Records: Begin
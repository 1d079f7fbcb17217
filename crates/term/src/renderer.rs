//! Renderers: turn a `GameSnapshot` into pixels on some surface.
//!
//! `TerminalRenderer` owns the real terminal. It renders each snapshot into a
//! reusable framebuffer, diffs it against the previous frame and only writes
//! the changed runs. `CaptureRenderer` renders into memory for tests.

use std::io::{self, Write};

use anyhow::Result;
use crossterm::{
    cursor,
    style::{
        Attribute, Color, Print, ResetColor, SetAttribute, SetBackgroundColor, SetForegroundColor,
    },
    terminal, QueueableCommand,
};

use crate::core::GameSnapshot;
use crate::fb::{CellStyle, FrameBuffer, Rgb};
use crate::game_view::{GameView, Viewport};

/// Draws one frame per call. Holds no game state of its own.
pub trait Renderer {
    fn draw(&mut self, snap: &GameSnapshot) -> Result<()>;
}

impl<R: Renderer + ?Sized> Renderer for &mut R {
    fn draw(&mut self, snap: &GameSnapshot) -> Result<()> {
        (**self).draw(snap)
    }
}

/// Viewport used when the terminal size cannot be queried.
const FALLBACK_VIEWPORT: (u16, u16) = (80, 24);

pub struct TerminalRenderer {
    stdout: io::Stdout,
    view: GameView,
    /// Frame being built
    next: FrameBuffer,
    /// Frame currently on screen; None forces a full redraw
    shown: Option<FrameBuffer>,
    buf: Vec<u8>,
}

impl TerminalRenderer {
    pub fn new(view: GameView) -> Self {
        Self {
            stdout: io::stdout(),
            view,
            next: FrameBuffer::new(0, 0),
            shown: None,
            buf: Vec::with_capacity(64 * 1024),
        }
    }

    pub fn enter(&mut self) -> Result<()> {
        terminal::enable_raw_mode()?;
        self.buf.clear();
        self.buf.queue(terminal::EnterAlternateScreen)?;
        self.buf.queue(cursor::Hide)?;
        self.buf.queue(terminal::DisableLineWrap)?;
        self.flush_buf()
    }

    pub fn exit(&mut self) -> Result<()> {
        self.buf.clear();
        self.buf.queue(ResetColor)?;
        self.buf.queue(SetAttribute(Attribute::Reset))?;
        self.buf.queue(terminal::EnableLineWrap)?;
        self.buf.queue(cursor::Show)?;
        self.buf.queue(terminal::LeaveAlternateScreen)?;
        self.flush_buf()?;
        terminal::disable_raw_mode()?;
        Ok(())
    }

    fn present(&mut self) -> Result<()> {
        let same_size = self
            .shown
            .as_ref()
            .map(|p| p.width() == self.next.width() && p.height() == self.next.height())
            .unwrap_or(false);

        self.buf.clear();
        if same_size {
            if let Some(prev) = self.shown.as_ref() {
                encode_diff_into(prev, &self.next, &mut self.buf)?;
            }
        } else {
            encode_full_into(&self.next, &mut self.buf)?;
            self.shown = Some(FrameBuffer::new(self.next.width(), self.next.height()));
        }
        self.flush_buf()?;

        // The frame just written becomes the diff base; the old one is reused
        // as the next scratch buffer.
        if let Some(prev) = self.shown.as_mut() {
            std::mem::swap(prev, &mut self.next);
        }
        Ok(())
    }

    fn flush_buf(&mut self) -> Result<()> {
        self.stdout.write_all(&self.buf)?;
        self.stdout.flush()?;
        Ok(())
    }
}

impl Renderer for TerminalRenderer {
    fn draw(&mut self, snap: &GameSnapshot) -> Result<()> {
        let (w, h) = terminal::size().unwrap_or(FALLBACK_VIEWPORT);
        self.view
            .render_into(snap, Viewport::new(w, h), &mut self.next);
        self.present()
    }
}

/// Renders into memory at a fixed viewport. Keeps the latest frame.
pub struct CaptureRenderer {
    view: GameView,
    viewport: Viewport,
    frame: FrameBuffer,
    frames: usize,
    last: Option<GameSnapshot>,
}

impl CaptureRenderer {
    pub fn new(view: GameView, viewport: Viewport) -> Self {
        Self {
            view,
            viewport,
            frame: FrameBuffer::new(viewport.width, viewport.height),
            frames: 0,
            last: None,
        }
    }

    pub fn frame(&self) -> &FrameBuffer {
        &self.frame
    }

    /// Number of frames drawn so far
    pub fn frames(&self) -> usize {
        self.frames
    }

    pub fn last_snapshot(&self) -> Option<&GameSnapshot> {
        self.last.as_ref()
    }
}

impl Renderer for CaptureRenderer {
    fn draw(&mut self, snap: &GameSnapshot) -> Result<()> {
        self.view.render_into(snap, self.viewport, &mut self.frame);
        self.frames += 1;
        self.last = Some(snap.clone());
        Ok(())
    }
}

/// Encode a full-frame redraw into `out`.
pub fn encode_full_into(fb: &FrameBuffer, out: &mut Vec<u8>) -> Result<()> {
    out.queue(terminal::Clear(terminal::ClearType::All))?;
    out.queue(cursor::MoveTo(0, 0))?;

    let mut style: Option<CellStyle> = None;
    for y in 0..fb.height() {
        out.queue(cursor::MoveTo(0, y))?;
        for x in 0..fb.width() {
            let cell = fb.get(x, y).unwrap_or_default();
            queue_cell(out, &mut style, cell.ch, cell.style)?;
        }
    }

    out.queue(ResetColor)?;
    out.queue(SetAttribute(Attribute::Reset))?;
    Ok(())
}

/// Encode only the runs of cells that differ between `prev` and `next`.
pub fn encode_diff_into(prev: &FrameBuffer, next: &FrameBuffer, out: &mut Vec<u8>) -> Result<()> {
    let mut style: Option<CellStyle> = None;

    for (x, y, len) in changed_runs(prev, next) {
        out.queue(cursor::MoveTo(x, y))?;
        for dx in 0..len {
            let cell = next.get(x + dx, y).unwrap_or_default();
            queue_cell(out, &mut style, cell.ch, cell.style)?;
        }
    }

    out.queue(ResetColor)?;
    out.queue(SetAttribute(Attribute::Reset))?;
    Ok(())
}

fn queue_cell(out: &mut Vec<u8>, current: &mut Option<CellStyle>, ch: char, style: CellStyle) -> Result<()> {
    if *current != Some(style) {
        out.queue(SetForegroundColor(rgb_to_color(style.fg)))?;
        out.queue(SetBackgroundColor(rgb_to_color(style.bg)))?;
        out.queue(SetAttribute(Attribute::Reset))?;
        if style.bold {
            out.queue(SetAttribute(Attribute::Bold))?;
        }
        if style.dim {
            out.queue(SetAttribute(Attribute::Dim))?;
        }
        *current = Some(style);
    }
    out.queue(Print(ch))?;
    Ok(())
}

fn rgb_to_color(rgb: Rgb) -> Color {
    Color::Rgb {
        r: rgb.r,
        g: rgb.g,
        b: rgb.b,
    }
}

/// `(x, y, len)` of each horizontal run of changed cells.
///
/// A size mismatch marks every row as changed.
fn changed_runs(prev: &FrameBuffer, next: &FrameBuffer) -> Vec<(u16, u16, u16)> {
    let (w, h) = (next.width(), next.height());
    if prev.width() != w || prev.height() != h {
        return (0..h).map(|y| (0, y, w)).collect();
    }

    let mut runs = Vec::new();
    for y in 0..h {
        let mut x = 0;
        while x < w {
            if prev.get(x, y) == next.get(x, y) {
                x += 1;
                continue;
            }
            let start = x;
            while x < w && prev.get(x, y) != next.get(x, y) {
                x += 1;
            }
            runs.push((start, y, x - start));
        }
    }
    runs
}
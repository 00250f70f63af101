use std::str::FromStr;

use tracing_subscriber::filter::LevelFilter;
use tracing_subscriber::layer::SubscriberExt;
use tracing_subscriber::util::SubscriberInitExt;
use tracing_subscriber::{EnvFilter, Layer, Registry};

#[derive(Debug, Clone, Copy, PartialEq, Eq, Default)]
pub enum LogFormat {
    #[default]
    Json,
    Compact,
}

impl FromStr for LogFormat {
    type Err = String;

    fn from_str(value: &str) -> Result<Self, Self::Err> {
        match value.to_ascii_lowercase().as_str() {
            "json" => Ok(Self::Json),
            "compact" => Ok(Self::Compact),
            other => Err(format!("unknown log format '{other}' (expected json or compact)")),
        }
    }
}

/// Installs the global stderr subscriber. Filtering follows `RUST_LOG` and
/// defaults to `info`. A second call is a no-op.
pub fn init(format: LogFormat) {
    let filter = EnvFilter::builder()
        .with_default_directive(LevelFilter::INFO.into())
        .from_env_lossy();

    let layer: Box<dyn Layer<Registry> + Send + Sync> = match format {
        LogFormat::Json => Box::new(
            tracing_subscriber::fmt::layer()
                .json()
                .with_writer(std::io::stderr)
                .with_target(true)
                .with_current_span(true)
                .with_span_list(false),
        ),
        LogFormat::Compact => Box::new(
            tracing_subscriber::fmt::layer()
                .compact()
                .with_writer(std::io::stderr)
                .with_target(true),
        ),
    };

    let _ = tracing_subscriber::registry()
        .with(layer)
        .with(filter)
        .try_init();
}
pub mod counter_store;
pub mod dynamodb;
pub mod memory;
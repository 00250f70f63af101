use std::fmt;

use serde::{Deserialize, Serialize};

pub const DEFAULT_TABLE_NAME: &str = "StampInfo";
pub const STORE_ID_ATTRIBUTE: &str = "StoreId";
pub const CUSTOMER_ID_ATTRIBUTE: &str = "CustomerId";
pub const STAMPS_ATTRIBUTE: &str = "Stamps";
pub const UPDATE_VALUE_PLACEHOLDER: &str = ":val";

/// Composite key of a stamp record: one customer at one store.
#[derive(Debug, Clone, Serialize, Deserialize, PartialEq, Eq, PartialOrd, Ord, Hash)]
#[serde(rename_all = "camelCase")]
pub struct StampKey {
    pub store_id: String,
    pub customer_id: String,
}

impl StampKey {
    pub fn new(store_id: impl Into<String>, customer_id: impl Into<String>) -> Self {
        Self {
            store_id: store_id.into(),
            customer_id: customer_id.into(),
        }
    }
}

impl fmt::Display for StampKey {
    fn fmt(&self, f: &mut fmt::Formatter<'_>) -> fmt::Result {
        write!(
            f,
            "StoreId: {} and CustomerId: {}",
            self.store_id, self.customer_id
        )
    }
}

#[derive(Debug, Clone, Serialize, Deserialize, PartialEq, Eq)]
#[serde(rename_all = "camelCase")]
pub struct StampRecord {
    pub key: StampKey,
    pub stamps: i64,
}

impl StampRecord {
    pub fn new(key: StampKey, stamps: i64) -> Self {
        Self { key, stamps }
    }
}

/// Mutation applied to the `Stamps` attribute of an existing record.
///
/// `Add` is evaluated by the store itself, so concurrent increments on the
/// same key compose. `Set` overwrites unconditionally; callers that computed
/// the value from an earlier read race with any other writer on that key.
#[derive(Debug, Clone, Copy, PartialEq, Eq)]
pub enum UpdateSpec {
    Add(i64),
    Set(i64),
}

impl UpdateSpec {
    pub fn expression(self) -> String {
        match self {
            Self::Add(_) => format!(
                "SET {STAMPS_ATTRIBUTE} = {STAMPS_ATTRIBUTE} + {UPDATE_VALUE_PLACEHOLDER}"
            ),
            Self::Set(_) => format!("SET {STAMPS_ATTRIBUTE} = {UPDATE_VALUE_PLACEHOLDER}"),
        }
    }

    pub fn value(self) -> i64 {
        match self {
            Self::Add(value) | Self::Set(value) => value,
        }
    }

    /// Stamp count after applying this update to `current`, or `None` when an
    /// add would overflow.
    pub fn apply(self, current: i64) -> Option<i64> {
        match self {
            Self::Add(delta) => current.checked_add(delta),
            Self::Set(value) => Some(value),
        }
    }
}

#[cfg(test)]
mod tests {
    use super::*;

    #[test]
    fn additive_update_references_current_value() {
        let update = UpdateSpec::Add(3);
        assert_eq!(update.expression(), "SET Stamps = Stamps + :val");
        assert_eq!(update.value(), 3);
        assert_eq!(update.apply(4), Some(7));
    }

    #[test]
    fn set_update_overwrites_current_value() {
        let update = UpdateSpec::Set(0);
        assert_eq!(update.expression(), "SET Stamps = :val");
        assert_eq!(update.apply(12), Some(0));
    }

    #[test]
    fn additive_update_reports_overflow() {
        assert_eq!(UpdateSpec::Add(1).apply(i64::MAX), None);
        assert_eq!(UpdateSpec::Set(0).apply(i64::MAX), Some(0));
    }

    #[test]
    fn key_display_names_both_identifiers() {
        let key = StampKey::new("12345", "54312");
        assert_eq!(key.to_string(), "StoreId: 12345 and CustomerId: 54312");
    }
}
Records: End
Records: Begin
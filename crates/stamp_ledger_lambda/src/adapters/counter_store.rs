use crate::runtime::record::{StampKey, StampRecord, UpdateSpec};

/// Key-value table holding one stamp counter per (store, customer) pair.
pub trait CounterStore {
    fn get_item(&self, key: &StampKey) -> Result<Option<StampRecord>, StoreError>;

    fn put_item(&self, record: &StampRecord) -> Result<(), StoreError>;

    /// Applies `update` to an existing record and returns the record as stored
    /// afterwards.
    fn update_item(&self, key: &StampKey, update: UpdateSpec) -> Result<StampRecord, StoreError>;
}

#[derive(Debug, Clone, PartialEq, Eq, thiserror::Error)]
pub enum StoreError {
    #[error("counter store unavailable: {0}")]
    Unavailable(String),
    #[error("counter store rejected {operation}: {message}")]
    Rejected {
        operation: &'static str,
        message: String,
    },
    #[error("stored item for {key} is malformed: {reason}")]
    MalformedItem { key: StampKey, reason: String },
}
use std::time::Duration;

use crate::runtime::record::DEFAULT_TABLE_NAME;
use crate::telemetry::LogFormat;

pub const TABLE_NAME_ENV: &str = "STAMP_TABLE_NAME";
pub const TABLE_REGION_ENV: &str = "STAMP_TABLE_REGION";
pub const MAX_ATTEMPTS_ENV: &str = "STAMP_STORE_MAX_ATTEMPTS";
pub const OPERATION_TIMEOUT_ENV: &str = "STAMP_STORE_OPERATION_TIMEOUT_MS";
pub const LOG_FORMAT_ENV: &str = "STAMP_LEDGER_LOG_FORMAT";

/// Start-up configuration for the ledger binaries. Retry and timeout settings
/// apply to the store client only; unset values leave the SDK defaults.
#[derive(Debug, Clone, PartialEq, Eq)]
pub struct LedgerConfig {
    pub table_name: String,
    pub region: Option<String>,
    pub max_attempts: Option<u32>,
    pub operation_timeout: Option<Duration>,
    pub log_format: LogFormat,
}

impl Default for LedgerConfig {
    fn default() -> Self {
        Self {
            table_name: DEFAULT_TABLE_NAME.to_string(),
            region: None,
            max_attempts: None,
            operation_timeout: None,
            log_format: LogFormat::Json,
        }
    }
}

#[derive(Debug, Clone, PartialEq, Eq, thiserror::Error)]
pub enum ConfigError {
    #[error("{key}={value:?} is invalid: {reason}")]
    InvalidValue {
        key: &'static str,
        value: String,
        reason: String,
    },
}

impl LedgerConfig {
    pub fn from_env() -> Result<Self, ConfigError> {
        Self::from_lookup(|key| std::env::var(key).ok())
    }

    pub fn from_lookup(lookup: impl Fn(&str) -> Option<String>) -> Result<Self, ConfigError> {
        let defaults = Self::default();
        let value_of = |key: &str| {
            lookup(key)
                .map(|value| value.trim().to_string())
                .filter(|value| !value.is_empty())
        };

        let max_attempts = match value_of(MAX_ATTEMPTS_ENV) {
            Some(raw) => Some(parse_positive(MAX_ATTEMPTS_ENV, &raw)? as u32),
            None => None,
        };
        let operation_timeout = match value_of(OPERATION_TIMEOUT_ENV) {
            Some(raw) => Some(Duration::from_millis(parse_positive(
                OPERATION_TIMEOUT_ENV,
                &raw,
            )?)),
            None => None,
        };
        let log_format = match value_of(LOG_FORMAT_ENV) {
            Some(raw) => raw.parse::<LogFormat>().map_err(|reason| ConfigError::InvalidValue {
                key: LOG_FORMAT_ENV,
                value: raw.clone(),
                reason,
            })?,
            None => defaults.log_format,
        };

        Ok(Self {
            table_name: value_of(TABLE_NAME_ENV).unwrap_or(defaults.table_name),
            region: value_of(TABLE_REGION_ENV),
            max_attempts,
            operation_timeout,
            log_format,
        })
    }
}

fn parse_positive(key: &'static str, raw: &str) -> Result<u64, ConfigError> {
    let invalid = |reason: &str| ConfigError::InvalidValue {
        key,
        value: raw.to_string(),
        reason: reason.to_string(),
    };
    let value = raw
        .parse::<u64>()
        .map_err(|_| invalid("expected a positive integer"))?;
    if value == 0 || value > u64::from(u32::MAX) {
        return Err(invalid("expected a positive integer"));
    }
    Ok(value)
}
Records: End
#### Task prompt
Reproduce, character for character, only the lines of the preceding data that start at the line with "record as stored" and end at the line with "pub const TABLE_REGION_ENV: &str", both included.

#### Finished task
    /// Applies `update` to an existing record and returns the record as stored
    /// afterwards.
    fn update_item(&self, key: &StampKey, update: UpdateSpec) -> Result<StampRecord, StoreError>;
}

#[derive(Debug, Clone, PartialEq, Eq, thiserror::Error)]
pub enum StoreError {
    #[error("counter store unavailable: {0}")]
    Unavailable(String),
    #[error("counter store rejected {operation}: {message}")]
    Rejected {
        operation: &'static str,
        message: String,
    },
    #[error("stored item for {key} is malformed: {reason}")]
    MalformedItem { key: StampKey, reason: String },
}
use std::time::Duration;

use crate::runtime::record::DEFAULT_TABLE_NAME;
use crate::telemetry::LogFormat;

pub const TABLE_NAME_ENV: &str = "STAMP_TABLE_NAME";
pub const TABLE_REGION_ENV: &str = "STAMP_TABLE_REGION";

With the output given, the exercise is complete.